交通事故における労災保険の適用

業務中の交通事故または通勤中の交通事故の被害に遭った場合には、交通事故の加害者の自賠責保険・自動車保険のほかにも、労災保険の適用を受けることができます。

交通事故で労災保険を適用するメリット

特別支給金を受け取ることができる

労災保険を使用すれば、仕事を4日以上休んだ場合には、休業(補償)給付のほかに休業特別支給金が支給されます。
休業(補償)給付は給付基礎日額(※)の6割の金額、休業特別支給金が2割の金額となります。
よって、合わせて8割分の金額となります。

※給付基礎日額=事故が発生した日(賃金締切日が定められているときは、その直前の賃金締切日)の直前3か月間にその労働者に対して支払われた金額の総額を、その期間の歴日数で割った、1日当たりの賃金額。

一方で、自動車保険・自賠責保険からは、給付基礎日額の全額が休業損害として支給されます。
そして、自動車保険・自賠責保険からの休業損害の支払と、労災保険からの休業(補償)給付とを二重取りすることはできません。
そうすると、自動車保険・自賠責保険からの支給だけで十分にも思えますが、休業特別支給金は、自動車保険・自賠責保険から補償される休業損害とは別途受け取ることができます。
自動車保険・自賠責保険からの支給が先行している場合には、治療終了後に労災保険を忘れずに適用して、休業特別支給金を受け取るようにしましょう。

また、後遺障害の等級認定を受けた場合には、認定された等級に応じて、労災保険からは障害(補償)給付と障害特別支給金を受け取ることができます。
この障害特別支給金についても、休業特別支給金と同様に、自動車保険・自賠責保険からの補償とは別途支給を受けることが可能です。

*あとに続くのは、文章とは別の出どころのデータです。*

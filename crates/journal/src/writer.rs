use crate::error::{JournalError, Result};
use crate::reader;
use chrono::{DateTime, NaiveDate, SecondsFormat, Utc};
use fs2::FileExt;
use serde_json::{Map, Value};
use std::fs::OpenOptions;
use std::io::{Seek, SeekFrom, Write};
use std::path::{Path, PathBuf};
use tempfile::NamedTempFile;
use threadmap_protocol::{LogEntry, RepoLayout};

pub const UNKNOWN: &str = "unknown";
pub const LOG_FILE_SUFFIX: &str = ".log.jsonl";

/// `YYYY-MM-DD.log.jsonl` for a UTC day.
pub fn day_file_name(day: NaiveDate) -> String {
    format!("{}{LOG_FILE_SUFFIX}", day.format("%Y-%m-%d"))
}

/// Objects pass through, null becomes `{}`, anything else is wrapped as `{"value": v}`.
pub fn normalize_object(value: Value) -> Map<String, Value> {
    match value {
        Value::Object(map) => map,
        Value::Null => Map::new(),
        other => {
            let mut map = Map::new();
            map.insert("value".to_string(), other);
            map
        }
    }
}

fn or_unknown(value: &str) -> String {
    if value.is_empty() {
        UNKNOWN.to_string()
    } else {
        value.to_string()
    }
}

/// Appends one JSON line per action to the current UTC day's log file.
#[derive(Debug, Clone)]
pub struct AgentLogger {
    agent: String,
    logs_dir: PathBuf,
}

impl AgentLogger {
    pub fn new(layout: &RepoLayout, agent: impl Into<String>) -> Self {
        Self::in_dir(layout.logs_dir(), agent)
    }

    pub fn in_dir(logs_dir: impl Into<PathBuf>, agent: impl Into<String>) -> Self {
        Self {
            agent: agent.into(),
            logs_dir: logs_dir.into(),
        }
    }

    pub fn day_file(&self) -> PathBuf {
        self.logs_dir.join(day_file_name(Utc::now().date_naive()))
    }

    /// Build the normalized entry that [`AgentLogger::log`] would write.
    pub fn entry(
        &self,
        session: Option<&str>,
        action: &str,
        details: Value,
        extra: Value,
        at: DateTime<Utc>,
    ) -> LogEntry {
        LogEntry {
            ts: at.to_rfc3339_opts(SecondsFormat::Micros, true),
            agent: or_unknown(&self.agent),
            session: session.map(str::to_string),
            action: or_unknown(action),
            details: normalize_object(details),
            extra: normalize_object(extra),
        }
    }

    /// Best-effort append: failures are reported through the `log` facade only.
    pub fn log(&self, session: Option<&str>, action: &str, details: Value, extra: Value) {
        if let Err(e) = self.try_log(session, action, details, extra) {
            log::warn!("Dropping log entry for agent {}: {e}", self.agent);
        }
    }

    pub fn try_log(
        &self,
        session: Option<&str>,
        action: &str,
        details: Value,
        extra: Value,
    ) -> Result<LogEntry> {
        let now = Utc::now();
        let entry = self.entry(session, action, details, extra, now);
        let path = self.logs_dir.join(day_file_name(now.date_naive()));
        self.append(&path, &entry)?;
        Ok(entry)
    }

    /// Stage the line in a temp file, then copy it into the day file under an
    /// exclusive advisory lock.
    fn append(&self, path: &Path, entry: &LogEntry) -> Result<()> {
        std::fs::create_dir_all(&self.logs_dir)
            .map_err(|e| JournalError::append(&self.logs_dir, e))?;

        let mut line = serde_json::to_vec(entry)?;
        line.push(b'\n');

        let mut staged =
            stage_line(&self.logs_dir, &line).map_err(|e| JournalError::append(path, e))?;

        let mut day_file = OpenOptions::new()
            .create(true)
            .append(true)
            .open(path)
            .map_err(|e| JournalError::append(path, e))?;
        day_file
            .lock_exclusive()
            .map_err(|e| JournalError::append(path, e))?;
        let copied = std::io::copy(staged.as_file_mut(), &mut day_file)
            .and_then(|_| day_file.flush());
        let _ = day_file.unlock();
        copied.map_err(|e| JournalError::append(path, e))
    }

    /// Last `n` well-formed entries of today's file.
    pub fn tail(&self, n: usize) -> Result<Vec<LogEntry>> {
        reader::tail(&self.day_file(), n)
    }
}

fn stage_line(dir: &Path, line: &[u8]) -> std::io::Result<NamedTempFile> {
    let mut staged = tempfile::Builder::new().prefix("logtmp").tempfile_in(dir)?;
    staged.write_all(line)?;
    staged.flush()?;
    staged.seek(SeekFrom::Start(0))?;
    Ok(staged)
}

さらに、自動車保険の保険会社が一方的に治療費や休業損害の支給を打ち切ってくることがありますが、そのような場合でも、労災保険に切り替えることで治療費や休業(補償)給付の支給が継続されることがあります。
また、加害者が自動車保険に加入していなかった場合には、自賠責保険の使用を先行させると、自賠責保険の傷害部分の上限支給額120万円を超過するおそれがありますので、治療が長期化して治療費が高額になるような場合には、休業損害などを受け取れなくなるおそれがあります。
このような場合には、労災保険の適用を受けるメリットが大きいと言えます。

治療費などについて過失相殺をされない

交通事故において被害者にも過失があった場合には、原則として、過失割合に応じた分の治療費などは、被害者が自分で負担するものとされます。
そうすると、治療費などの過失割合分の金額については、慰謝料などから控除されるため、最終的に被害者の手元に残る金額が減ってしまうことになります。
例えば、治療費が100万円で被害者の過失が2割の場合には、100万円×2割=20万円が慰謝料などから控除され、最終的に被害者が受領する金額が少なくなるのです。

しかしながら、労災保険を適用する場合には、「費目拘束」と言って、労災保険の給付の趣旨・目的と民事上の損害賠償とが一致する関係にあるものに限り、損害額から控除される扱いとされます。
つまり、上記の例で言えば、労災保険からの療養(補償)給付の趣旨・目的は、慰謝料などの損害賠償とは一致しないものであるため、100万円×2割=20万円を慰謝料などから控除することはできません。
したがって、慰謝料などを全額受け取ることができます。
このように、最終的に受領できる金額が増える可能性があるという点も、労災保険を適用するメリットであると言えます。

後遺障害の等級認定を労災保険が行う

交通事故によって後遺障害が残存した場合、自賠責保険の後遺障害の等級認定とは別に、労災保険でも後遺障害の等級認定を行います。

後遺障害等級の認定方法は、自賠責保険と労災保険とでは異なり、労災保険の場合には労働基準監督署での被害者面談も行われます。
労災保険で後遺障害の等級認定を受けた場合には、上記のとおり、認定された等級に応じて、障害(補償)給付と障害特別支給金を受け取ることができますが、障害特別支給金については、自賠責保険の給付とは別途受け取ることが可能です。

交通事故の加害者に対する損害賠償請求

交通事故について労災保険の適用を受けたとしても、被害者が被った損害の全てが補償されるわけではありません。
自賠責保険の適用を受けた場合であっても、同様です。
労災保険や自賠責保険で補償されない部分の損害については、加害者に対して損害賠償を請求していくことになります。
加害者が自動車保険に加入している場合には、保険会社を相手方として示談交渉をし、または訴訟による解決を図ることになります。